> Problem requirements
Reproduce the records in full. Alter nothing.
(Supplied material Opens)
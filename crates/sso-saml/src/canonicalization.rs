//! Canonicalization mode detection.
//!
//! When an assertion is signed with exclusive canonicalization *with
//! comments*, comment nodes are part of the signed content and the message
//! must be parsed again with comments kept. Parsing without comments in
//! that case would let `user@example.com<!---->.evil.com` verify while the
//! application reads a different subject.

use serde::{Deserialize, Serialize};

use crate::types::canonicalization_algorithms::EXCLUSIVE_C14N_WITH_COMMENTS;
use crate::xml::{XmlDocument, XmlElement};

/// How the assertion signature canonicalized its content.
#[derive(Debug, Clone, Copy, PartialEq, Eq, Hash, Default, Serialize, Deserialize)]
pub enum CanonicalizationMode {
    /// Exclusive canonicalization with comments. Comments must be preserved.
    WithComments,
    /// Exclusive canonicalization. Comments are irrelevant.
    #[default]
    Exclusive,
}

impl CanonicalizationMode {
    /// Returns true if the document must be parsed with comments kept.
    #[must_use]
    pub const fn preserves_comments(self) -> bool {
        matches!(self, Self::WithComments)
    }
}

/// Detects the canonicalization mode of the assertion signature.
///
/// The first `ID` attribute of any element named `Assertion`, in document
/// order, selects the signature reference. Element names are matched by
/// local name only. A missing or blank ID yields [`CanonicalizationMode::Exclusive`].
#[must_use]
pub fn detect_mode(doc: &XmlDocument) -> CanonicalizationMode {
    let Some(assertion_id) = doc
        .elements_by_local_name("Assertion")
        .find_map(|e| e.attribute("ID"))
    else {
        return CanonicalizationMode::Exclusive;
    };

    if assertion_id.trim().is_empty() {
        return CanonicalizationMode::Exclusive;
    }

    // The reference URI is matched as a quoted literal; an ID that cannot be
    // quoted is treated like a failed lookup.
    if assertion_id.contains('\'') {
        tracing::warn!(
            assertion_id,
            "Cannot evaluate the canonicalization lookup for the assertion ID, assuming exclusive canonicalization"
        );
        return CanonicalizationMode::Exclusive;
    }

    let reference_uri = format!("#{assertion_id}");
    let found = doc
        .elements_by_local_name("Assertion")
        .any(|assertion| signs_with_comments(assertion, &reference_uri));

    if found {
        tracing::debug!(assertion_id, "Assertion signed with comment-preserving canonicalization");
        CanonicalizationMode::WithComments
    } else {
        CanonicalizationMode::Exclusive
    }
}

/// Looks for `Signature/SignedInfo/Reference[@URI]/Transforms/Transform[@Algorithm]`.
fn signs_with_comments(assertion: &XmlElement, reference_uri: &str) -> bool {
    assertion
        .children_by_local_name("Signature")
        .flat_map(|e| e.children_by_local_name("SignedInfo"))
        .flat_map(|e| e.children_by_local_name("Reference"))
        .filter(|e| e.attribute("URI") == Some(reference_uri))
        .flat_map(|e| e.children_by_local_name("Transforms"))
        .flat_map(|e| e.children_by_local_name("Transform"))
        .any(|e| e.attribute("Algorithm") == Some(EXCLUSIVE_C14N_WITH_COMMENTS))
}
(Supplied material Closes)
> Written response
filename crates/sso-saml/src/canonicalization.rs
//! Canonicalization mode detection.
//!
//! When an assertion is signed with exclusive canonicalization *with
//! comments*, comment nodes are part of the signed content and the message
//! must be parsed again with comments kept. Parsing without comments in
//! that case would let `user@example.com<!---->.evil.com` verify while the
//! application reads a different subject.

use serde::{Deserialize, Serialize};

use crate::types::canonicalization_algorithms::EXCLUSIVE_C14N_WITH_COMMENTS;
use crate::xml::{XmlDocument, XmlElement};

/// How the assertion signature canonicalized its content.
#[derive(Debug, Clone, Copy, PartialEq, Eq, Hash, Default, Serialize, Deserialize)]
pub enum CanonicalizationMode {
    /// Exclusive canonicalization with comments. Comments must be preserved.
    WithComments,
    /// Exclusive canonicalization. Comments are irrelevant.
    #[default]
    Exclusive,
}

impl CanonicalizationMode {
    /// Returns true if the document must be parsed with comments kept.
    #[must_use]
    pub const fn preserves_comments(self) -> bool {
        matches!(self, Self::WithComments)
    }
}

/// Detects the canonicalization mode of the assertion signature.
///
/// The first `ID` attribute of any element named `Assertion`, in document
/// order, selects the signature reference. Element names are matched by
/// local name only. A missing or blank ID yields [`CanonicalizationMode::Exclusive`].
#[must_use]
pub fn detect_mode(doc: &XmlDocument) -> CanonicalizationMode {
    let Some(assertion_id) = doc
        .elements_by_local_name("Assertion")
        .find_map(|e| e.attribute("ID"))
    else {
        return CanonicalizationMode::Exclusive;
    };

    if assertion_id.trim().is_empty() {
        return CanonicalizationMode::Exclusive;
    }

    // The reference URI is matched as a quoted literal; an ID that cannot be
    // quoted is treated like a failed lookup.
    if assertion_id.contains('\'') {
        tracing::warn!(
            assertion_id,
            "Cannot evaluate the canonicalization lookup for the assertion ID, assuming exclusive canonicalization"
        );
        return CanonicalizationMode::Exclusive;
    }

    let reference_uri = format!("#{assertion_id}");
    let found = doc
        .elements_by_local_name("Assertion")
        .any(|assertion| signs_with_comments(assertion, &reference_uri));

    if found {
        tracing::debug!(assertion_id, "Assertion signed with comment-preserving canonicalization");
        CanonicalizationMode::WithComments
    } else {
        CanonicalizationMode::Exclusive
    }
}

/// Looks for `Signature/SignedInfo/Reference[@URI]/Transforms/Transform[@Algorithm]`.
fn signs_with_comments(assertion: &XmlElement, reference_uri: &str) -> bool {
    assertion
        .children_by_local_name("Signature")
        .flat_map(|e| e.children_by_local_name("SignedInfo"))
        .flat_map(|e| e.children_by_local_name("Reference"))
        .filter(|e| e.attribute("URI") == Some(reference_uri))
        .flat_map(|e| e.children_by_local_name("Transforms"))
        .flat_map(|e| e.children_by_local_name("Transform"))
        .any(|e| e.attribute("Algorithm") == Some(EXCLUSIVE_C14N_WITH_COMMENTS))
}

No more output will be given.